Je ne suis pas mon Twitter, je ne suis pas ma Twingo

C’est marrant, on a beaucoup parlé de Copenhague, et puis une fois Copenhague terminé dans la chienlit, pouf, plus rien. Effectivement, c’était creux, c’était du baratin, ça n’a servi à rien. Je ne suis pas étonnée du tout mais je déplore de sentir autour de moi émerger l’idée comme quoi l’écologie, c’est creux, c’est du baratin et ça ne sert à rien. Comme si c’était une option, un truc auquel on a le droit de ne pas s’intéresser, un gadget qui fait chouette mais dont on se lasse, et dont l’échec de Copenhague aurait démontré la vacuité. J’enrage de trouver sur le net des mecs qui brandissent le climagate pour conclure que ça ne sert à rien de faire des efforts. Je fulmine après les cons qui poussent la mauvaise foi jusqu’à feindre de croire que parce qu’il neige en décembre, le réchauffement c’est de la foutaise.

Entendons nous bien. Je ne sais pas si la planète chauffe pour de vrai. Je ne sais pas, le cas échéant, si c’est de notre faute. Mais ce que j’entends, dans ces opinions contestataires, ce ne sont pas des raisonnements portés par l’amour de la vérité scientifique. Ce que j’entends, ce sont des arguments tordus qui débouchent toujours sur la conclusion que surtout, il ne faut rien changer à notre mode de vie.

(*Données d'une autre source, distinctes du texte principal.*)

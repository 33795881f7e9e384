//! INI file configuration adapter.

use configparser::ini::Ini;
use std::path::Path;

use crate::ports::config_port::ConfigPort;

pub struct FileConfigAdapter {
    config: Ini,
}

impl FileConfigAdapter {
    pub fn from_file<P: AsRef<Path>>(path: P) -> std::io::Result<Self> {
        let mut config = Ini::new();
        config.load(path).map_err(std::io::Error::other)?;
        Ok(Self { config })
    }

    pub fn from_string(content: &str) -> Result<Self, String> {
        let mut config = Ini::new();
        config.read(content.to_string())?;
        Ok(Self { config })
    }

    pub fn parse_bool(value: &str) -> Option<bool> {
        match value.to_lowercase().as_str() {
            "true" | "yes" | "1" => Some(true),
            "false" | "no" | "0" => Some(false),
            _ => None,
        }
    }
}

impl ConfigPort for FileConfigAdapter {
    fn get_string(&self, section: &str, key: &str) -> Option<String> {
        self.config.get(section, key)
    }

    fn get_double(&self, section: &str, key: &str, default: f64) -> f64 {
        self.config
            .getfloat(section, key)
            .ok()
            .flatten()
            .unwrap_or(default)
    }
}
//! A single validated buy or sell transaction.

use std::fmt;
use std::str::FromStr;

use chrono::{Duration, NaiveDate};
use serde::Serialize;

use crate::domain::calendar::is_weekend;
use crate::domain::error::LotfolioError;
use crate::ports::price_port::PricePort;

/// How far around the transaction date to look for a price when the exact
/// date has none (market holidays).
const PRICE_SEARCH_WINDOW_DAYS: i64 = 3;

#[derive(Debug, Clone, Copy, PartialEq, Eq, Serialize)]
#[serde(rename_all = "lowercase")]
pub enum Action {
    Buy,
    Sell,
}

impl FromStr for Action {
    type Err = String;

    fn from_str(s: &str) -> Result<Self, Self::Err> {
        match s.trim().to_lowercase().as_str() {
            "buy" | "bought" => Ok(Action::Buy),
            "sell" | "sold" => Ok(Action::Sell),
            other => Err(format!("unknown action '{other}'")),
        }
    }
}

impl fmt::Display for Action {
    fn fmt(&self, f: &mut fmt::Formatter<'_>) -> fmt::Result {
        match self {
            Action::Buy => write!(f, "buy"),
            Action::Sell => write!(f, "sell"),
        }
    }
}

/// One transaction for one instrument. All validation happens in [`Position::new`];
/// a constructed value is immutable and known-good.
#[derive(Debug, Clone)]
pub struct Position {
    action: Action,
    quantity: f64,
    ticker: String,
    date: NaiveDate,
    cost: f64,
    commission: f64,
}

impl Position {
    /// Validates and builds a position. When `cost` is absent it is resolved
    /// from `prices` at `date`, then at neighboring days ordered by absolute
    /// distance (earlier day first on ties).
    pub fn new(
        action: Action,
        quantity: f64,
        ticker: &str,
        date: NaiveDate,
        cost: Option<f64>,
        commission: Option<f64>,
        prices: &dyn PricePort,
    ) -> Result<Self, LotfolioError> {
        log::debug!(
            "creating position: {action} {quantity} {ticker} at {date} (cost: {cost:?}, commission: {commission:?})"
        );

        if !quantity.is_finite() || quantity <= 0.0 {
            return Err(LotfolioError::InvalidQuantity {
                ticker: ticker.to_string(),
                date,
                quantity,
            });
        }

        if !prices.exists(ticker)? {
            return Err(LotfolioError::InvalidTicker {
                ticker: ticker.to_string(),
            });
        }

        if is_weekend(date) {
            return Err(LotfolioError::InvalidDate {
                ticker: ticker.to_string(),
                date,
            });
        }

        let cost = match cost {
            Some(c) => c,
            None => resolve_cost(ticker, date, prices)?,
        };

        Ok(Self {
            action,
            quantity,
            ticker: ticker.to_string(),
            date,
            cost,
            commission: commission.unwrap_or(0.0),
        })
    }

    pub fn action(&self) -> Action {
        self.action
    }

    pub fn quantity(&self) -> f64 {
        self.quantity
    }

    pub fn ticker(&self) -> &str {
        &self.ticker
    }

    pub fn date(&self) -> NaiveDate {
        self.date
    }

    pub fn cost(&self) -> f64 {
        self.cost
    }

    pub fn commission(&self) -> f64 {
        self.commission
    }
}

impl fmt::Display for Position {
    fn fmt(&self, f: &mut fmt::Formatter<'_>) -> fmt::Result {
        write!(
            f,
            "{} {:5} {} for {:5.2}$ ({:5.2}$) at {}",
            self.action, self.quantity, self.ticker, self.cost, self.commission, self.date
        )
    }
}

/// Price at `date`, falling back to the nearest surrounding days.
fn resolve_cost(
    ticker: &str,
    date: NaiveDate,
    prices: &dyn PricePort,
) -> Result<f64, LotfolioError> {
    let series = prices.read(ticker, &[date])?;
    if let Some(price) = series.get(date) {
        return Ok(price);
    }

    log::info!("no price for {ticker} at {date}, searching nearby days");
    for distance in 1..=PRICE_SEARCH_WINDOW_DAYS {
        for offset in [-distance, distance] {
            let candidate = date + Duration::days(offset);
            let series = prices.read(ticker, &[candidate])?;
            if let Some(price) = series.get(candidate) {
                return Ok(price);
            }
        }
    }

    Err(LotfolioError::PriceNotFound {
        ticker: ticker.to_string(),
        date,
    })
}
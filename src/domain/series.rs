//! Date-indexed price series returned by price sources.

use std::collections::BTreeMap;

use chrono::NaiveDate;

use crate::domain::error::LotfolioError;

/// A price series keyed by date. Missing dates are simply absent; a NaN
/// input value is treated as a gap rather than stored.
#[derive(Debug, Clone, Default)]
pub struct PriceSeries {
    points: BTreeMap<NaiveDate, f64>,
}

impl PriceSeries {
    /// Build a series from (date, price) points, rejecting duplicate dates.
    pub fn from_points<I>(ticker: &str, points: I) -> Result<Self, LotfolioError>
    where
        I: IntoIterator<Item = (NaiveDate, f64)>,
    {
        let mut map = BTreeMap::new();
        for (date, price) in points {
            if price.is_nan() {
                continue;
            }
            if map.insert(date, price).is_some() {
                return Err(LotfolioError::PriceSeriesInvalid {
                    ticker: ticker.to_string(),
                    reason: format!("duplicate date {date}"),
                });
            }
        }
        Ok(Self { points: map })
    }

    pub fn get(&self, date: NaiveDate) -> Option<f64> {
        self.points.get(&date).copied()
    }

    pub fn len(&self) -> usize {
        self.points.len()
    }

    pub fn is_empty(&self) -> bool {
        self.points.is_empty()
    }

    /// One entry per axis date, `None` where the series has a gap.
    pub fn align(&self, dates: &[NaiveDate]) -> Vec<Option<f64>> {
        dates.iter().map(|d| self.get(*d)).collect()
    }
}
//! Dashboard-home presentation: headline counters and the role badge.

#[cfg(test)]
#[path = "dashboard_test.rs"]
mod dashboard_test;

use crate::net::types::{DashboardStats, Role, User};

/// One headline counter on the dashboard home.
#[derive(Clone, Copy, Debug, PartialEq, Eq)]
pub struct StatCard {
    pub title: &'static str,
    pub value: u64,
    /// CSS modifier picking the card's accent colour.
    pub tone: &'static str,
}

/// Cards in display order. "Verified" counts products at a retailer;
/// violations are not reported by the server yet and always read 0.
#[must_use]
pub fn stat_cards(stats: &DashboardStats) -> [StatCard; 4] {
    [
        StatCard { title: "Total Products", value: stats.total_products, tone: "indigo" },
        StatCard { title: "In Transit", value: stats.in_transit, tone: "blue" },
        StatCard { title: "Verified", value: stats.at_retailer, tone: "green" },
        StatCard { title: "Violations", value: 0, tone: "red" },
    ]
}

/// Badge class for a role.
#[must_use]
pub fn role_badge(role: &Role) -> &'static str {
    match role {
        Role::Manufacturer => "role-badge role-badge--manufacturer",
        Role::Distributor => "role-badge role-badge--distributor",
        Role::Retailer => "role-badge role-badge--retailer",
        Role::Customer => "role-badge role-badge--customer",
        Role::Admin | Role::Other(_) => "role-badge",
    }
}

#[must_use]
pub fn greeting(user: &User) -> String {
    format!("Welcome back, {}!", user.first_name)
}

/// `"Acme • MANUFACTURER"`.
#[must_use]
pub fn affiliation(user: &User) -> String {
    format!("{} \u{2022} {}", user.company, user.role)
}
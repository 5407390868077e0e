//! New-product form state and its submission rules.

#[cfg(test)]
#[path = "product_form_test.rs"]
mod product_form_test;

use time::OffsetDateTime;
use time::macros::format_description;

use crate::net::api::ApiError;
use crate::net::types::NewProduct;
use crate::util::validate::{FieldErrors, ValidationError};

pub const CREATE_FALLBACK_MESSAGE: &str = "Failed to initiate product creation on blockchain";
pub const NETWORK_ERROR_MESSAGE: &str =
    "Network error - ensure the server is running and local blockchain node is active";

/// Selectable product categories: wire value and display label.
pub const CATEGORIES: [(&str, &str); 5] = [
    ("ELECTRONICS", "Electronics"),
    ("APPAREL", "Apparel"),
    ("FOOD", "Food & Beverage"),
    ("INDUSTRIAL", "Industrial"),
    ("PHARMA", "Pharmaceuticals"),
];

/// Raw form values as typed, before validation.
#[derive(Clone, Debug, Default, PartialEq, Eq)]
pub struct ProductDraft {
    pub product_code: String,
    pub name: String,
    pub description: String,
    pub category: String,
    pub batch_number: String,
    pub weight_grams: String,
    /// `datetime-local` input value, `YYYY-MM-DDTHH:MM`.
    pub manufactured_at: String,
    pub initial_location: String,
}

impl ProductDraft {
    /// Empty draft with the manufacture time prefilled from `now` (UTC).
    #[must_use]
    pub fn new(now: OffsetDateTime) -> Self {
        Self { manufactured_at: datetime_local(now), ..Self::default() }
    }

    #[must_use]
    pub fn errors(&self) -> Vec<ValidationError> {
        let mut out = Vec::new();
        if self.product_code.trim().is_empty() {
            out.push(ValidationError::new("productCode", "Product code is required"));
        }
        if self.name.trim().is_empty() {
            out.push(ValidationError::new("name", "Product name is required"));
        }
        if self.category.is_empty() {
            out.push(ValidationError::new("category", "Category is required"));
        } else if !CATEGORIES.iter().any(|(value, _)| *value == self.category) {
            out.push(ValidationError::new("category", "Select a listed category"));
        }
        if self.weight().is_err() {
            out.push(ValidationError::new("weightGrams", "Weight must be a whole number of grams"));
        }
        out
    }

    /// Request body, or the per-field errors that block submission.
    ///
    /// # Errors
    ///
    /// Returns the [`FieldErrors`] when any field is invalid.
    pub fn to_request(&self) -> Result<NewProduct, FieldErrors> {
        let errors: FieldErrors = self.errors().into_iter().collect();
        if !errors.is_empty() {
            return Err(errors);
        }
        Ok(NewProduct {
            product_code: self.product_code.trim().to_owned(),
            name: self.name.trim().to_owned(),
            description: self.description.clone(),
            category: self.category.clone(),
            batch_number: self.batch_number.trim().to_owned(),
            weight_grams: self.weight().unwrap_or(None),
            manufactured_at: self.manufactured_at.clone(),
            initial_location: self.initial_location.trim().to_owned(),
        })
    }

    /// Blank weight is "not given".
    fn weight(&self) -> Result<Option<i64>, std::num::ParseIntError> {
        let raw = self.weight_grams.trim();
        if raw.is_empty() {
            return Ok(None);
        }
        raw.parse().map(Some)
    }
}

/// Message shown when `POST /products` fails.
#[must_use]
pub fn create_error_message(err: &ApiError) -> String {
    match err {
        ApiError::Transport(_) => NETWORK_ERROR_MESSAGE.to_owned(),
        _ => err.user_message(CREATE_FALLBACK_MESSAGE),
    }
}

fn datetime_local(at: OffsetDateTime) -> String {
    let format = format_description!("[year]-[month]-[day]T[hour]:[minute]");
    at.format(&format).unwrap_or_default()
}
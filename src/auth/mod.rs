//! Session lifecycle for the tracker front end.
//!
//! SYSTEM CONTEXT
//! ==============
//! `guard` owns sign-in, logout and route gating; `store` persists sessions
//! into a durable or ephemeral scope; `wallet` abstracts the browser wallet
//! that signs sign-in challenges; `route` maps roles to landing routes.
//! Pages reach all of this through [`SessionGuard`].

pub mod error;
pub mod guard;
pub mod route;
pub mod store;
pub mod wallet;

pub use error::{SessionError, StorageError, WalletError};
pub use guard::{Access, SessionGuard, protected_access};
pub use route::{DEFAULT_LANDING_ROUTE, resolve_landing_route};
pub use store::{MemoryArea, Scope, ScopedStore, SessionStore, StorageArea};
pub use wallet::{WalletSigner, challenge_message};

#[cfg(feature = "csr")]
pub use guard::{BrowserGuard, browser_guard};
#[cfg(feature = "csr")]
pub use wallet::BrowserWallet;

Pourquoi pas ? Moi, à la limite, que les calottes glaciaires fondent, que les eaux montent, je m’en fous : j’habite dans les Alpes, je trouverai toujours un bout d’alpage pour me mettre au sec. Que les ours polaires disparaissent ! Je n’en ai jamais vu que deux, au zoo de la Palmyre, dont l’un est sérieusement siphonné. Ça ne va pas changer ma vie ni empêcher les temps géologiques de continuer de s’écouler. Il y a déjà eu des disparitions massives d’espèces par le passé, et sans cela nous ne serions pas là pour le déplorer. Balançons de la merde dans l’atmosphère et dans l’eau potable, la vie s’adaptera et prolifèrera sous des formes encore inconnues. Nous ne détruirons pas la planète.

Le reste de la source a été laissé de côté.